» **Instructions to follow**
Could you copy the lines below exactly, leaving none out?

» **Input material**
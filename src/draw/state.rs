#[derive(Debug, Clone, Copy, PartialEq, Eq, Default)]
pub enum DrawingState {
    #[default]
    Idle,
    Drawing,
}

impl DrawingState {
    pub fn is_drawing(self) -> bool {
        matches!(self, Self::Drawing)
    }
}

pub fn can_transition(from: DrawingState, to: DrawingState) -> bool {
    matches!(
        (from, to),
        (DrawingState::Idle, DrawingState::Drawing) | (DrawingState::Drawing, DrawingState::Idle)
    ) || from == to
}
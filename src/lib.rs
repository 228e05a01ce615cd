pub mod backend;
pub mod draw;
pub mod error;
pub mod gui;
pub mod logging;
pub mod queue;
pub mod settings;
pub mod submit;
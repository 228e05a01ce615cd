use crate::draw::composite::encode_png;
use crate::draw::model::Color;
use crate::draw::render::fill;
use image::{ImageResult, RgbaImage};

pub fn blank_reference(width: u32, height: u32, background: Color) -> RgbaImage {
    let mut reference = RgbaImage::new(width, height);
    fill(&mut reference, background);
    reference
}

/// Whether `raster` is indistinguishable from an untouched surface.
///
/// Both rasters go through the same PNG encoder and the encoded bytes are
/// compared, so any single differing pixel makes the canvas non-blank.
pub fn is_blank(raster: &RgbaImage, background: Color) -> ImageResult<bool> {
    let reference = blank_reference(raster.width(), raster.height(), background);
    Ok(encode_png(&reference)? == encode_png(raster)?)
}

» **Answer to the exercise**
filename src/draw/state.rs
#[derive(Debug, Clone, Copy, PartialEq, Eq, Default)]
pub enum DrawingState {
    #[default]
    Idle,
    Drawing,
}

impl DrawingState {
    pub fn is_drawing(self) -> bool {
        matches!(self, Self::Drawing)
    }
}

pub fn can_transition(from: DrawingState, to: DrawingState) -> bool {
    matches!(
        (from, to),
        (DrawingState::Idle, DrawingState::Drawing) | (DrawingState::Drawing, DrawingState::Idle)
    ) || from == to
}
filename src/lib.rs
repository 228e05a01ce615cd
pub mod backend;
pub mod draw;
pub mod error;
pub mod gui;
pub mod logging;
pub mod queue;
pub mod settings;
pub mod submit;
repository 228e05a01ce615cd
use crate::draw::composite::encode_png;
use crate::draw::model::Color;
use crate::draw::render::fill;
use image::{ImageResult, RgbaImage};

pub fn blank_reference(width: u32, height: u32, background: Color) -> RgbaImage {
    let mut reference = RgbaImage::new(width, height);
    fill(&mut reference, background);
    reference
}

/// Whether `raster` is indistinguishable from an untouched surface.
///
/// Both rasters go through the same PNG encoder and the encoded bytes are
/// compared, so any single differing pixel makes the canvas non-blank.
pub fn is_blank(raster: &RgbaImage, background: Color) -> ImageResult<bool> {
    let reference = blank_reference(raster.width(), raster.height(), background);
    Ok(encode_png(&reference)? == encode_png(raster)?)
}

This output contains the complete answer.